use serde::{Deserialize, Serialize};
use serde_json::Value;

use crate::{Credentials, Platform};

/// Longest title Reddit accepts.
pub const TITLE_MAX_CHARS: usize = 300;

/// Splits post content into a title and a body.
///
/// The title is the first line cut to [`TITLE_MAX_CHARS`]; the body is everything after
/// it. Single-line content is used whole as the body as well.
pub fn split_title_body(content: &str) -> (String, String) {
    match content.split_once('\n') {
        Some((first, rest)) => (truncate_chars(first.trim_end_matches('\r'), TITLE_MAX_CHARS), rest.to_string()),
        None => (truncate_chars(content, TITLE_MAX_CHARS), content.to_string()),
    }
}

fn truncate_chars(raw: &str, max: usize) -> String {
    raw.chars().take(max).collect()
}

/// One posting request. Immutable once dispatched.
#[derive(Clone, Debug, Serialize, Deserialize)]
pub struct PostRequest {
    pub platform: Platform,
    pub content: String,
    #[serde(default)]
    pub credentials: Credentials,
    #[serde(default, skip_serializing_if = "Option::is_none")]
    pub image_url: Option<String>,
}

impl PostRequest {
    pub fn new(platform: Platform, content: impl Into<String>, credentials: Credentials) -> Self {
        Self {
            platform,
            content: content.into(),
            credentials,
            image_url: None,
        }
    }

    pub fn with_image(mut self, image_url: Option<String>) -> Self {
        self.image_url = image_url.filter(|url| !url.trim().is_empty());
        self
    }
}

/// Terminal value handed back to the caller.
#[derive(Clone, Debug, PartialEq, Serialize, Deserialize)]
pub struct PostResult {
    pub success: bool,
    pub message: String,
    #[serde(default, skip_serializing_if = "Option::is_none")]
    pub data: Option<Value>,
    #[serde(default, skip_serializing_if = "Option::is_none")]
    pub status_code: Option<u16>,
}

impl PostResult {
    pub fn ok(message: impl Into<String>) -> Self {
        Self {
            success: true,
            message: message.into(),
            data: None,
            status_code: None,
        }
    }

    pub fn failure(message: impl Into<String>) -> Self {
        Self {
            success: false,
            message: message.into(),
            data: None,
            status_code: None,
        }
    }

    pub fn with_data(mut self, data: Value) -> Self {
        self.data = Some(data);
        self
    }

    pub fn with_status(mut self, status: u16) -> Self {
        self.status_code = Some(status);
        self
    }
}

#[cfg(test)]
mod tests {
    use super::*;

    #[test]
    fn serializes_snake_case_and_omits_empty_fields() {
        let json = serde_json::to_value(PostResult::ok("posted").with_status(201)).unwrap();
        assert_eq!(json["success"], true);
        assert_eq!(json["status_code"], 201);
        assert!(json.get("data").is_none());
    }

    #[test]
    fn title_is_first_line() {
        let (title, body) = split_title_body("Line one\nLine two\nLine three");
        assert_eq!(title, "Line one");
        assert_eq!(body, "Line two\nLine three");
    }

    #[test]
    fn single_line_is_title_and_body() {
        let long = "é".repeat(320);
        let (title, body) = split_title_body(&long);
        assert_eq!(title.chars().count(), TITLE_MAX_CHARS);
        assert_eq!(body, long);
    }

    #[test]
    fn blank_image_url_is_dropped() {
        let req = PostRequest::new(Platform::Reddit, "hi", Credentials::new())
            .with_image(Some("  ".into()));
        assert!(req.image_url.is_none());
    }
}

#####

(Try it)
Copy out only the lines running from the beginning of the data to the line with "to the caller.", both ends included.

(Solution)
use serde::{Deserialize, Serialize};
use serde_json::Value;

use crate::{Credentials, Platform};

/// Longest title Reddit accepts.
pub const TITLE_MAX_CHARS: usize = 300;

/// Splits post content into a title and a body.
///
/// The title is the first line cut to [`TITLE_MAX_CHARS`]; the body is everything after
/// it. Single-line content is used whole as the body as well.
pub fn split_title_body(content: &str) -> (String, String) {
    match content.split_once('\n') {
        Some((first, rest)) => (truncate_chars(first.trim_end_matches('\r'), TITLE_MAX_CHARS), rest.to_string()),
        None => (truncate_chars(content, TITLE_MAX_CHARS), content.to_string()),
    }
}

fn truncate_chars(raw: &str, max: usize) -> String {
    raw.chars().take(max).collect()
}

/// One posting request. Immutable once dispatched.
#[derive(Clone, Debug, Serialize, Deserialize)]
pub struct PostRequest {
    pub platform: Platform,
    pub content: String,
    #[serde(default)]
    pub credentials: Credentials,
    #[serde(default, skip_serializing_if = "Option::is_none")]
    pub image_url: Option<String>,
}

impl PostRequest {
    pub fn new(platform: Platform, content: impl Into<String>, credentials: Credentials) -> Self {
        Self {
            platform,
            content: content.into(),
            credentials,
            image_url: None,
        }
    }

    pub fn with_image(mut self, image_url: Option<String>) -> Self {
        self.image_url = image_url.filter(|url| !url.trim().is_empty());
        self
    }
}

/// Terminal value handed back to the caller.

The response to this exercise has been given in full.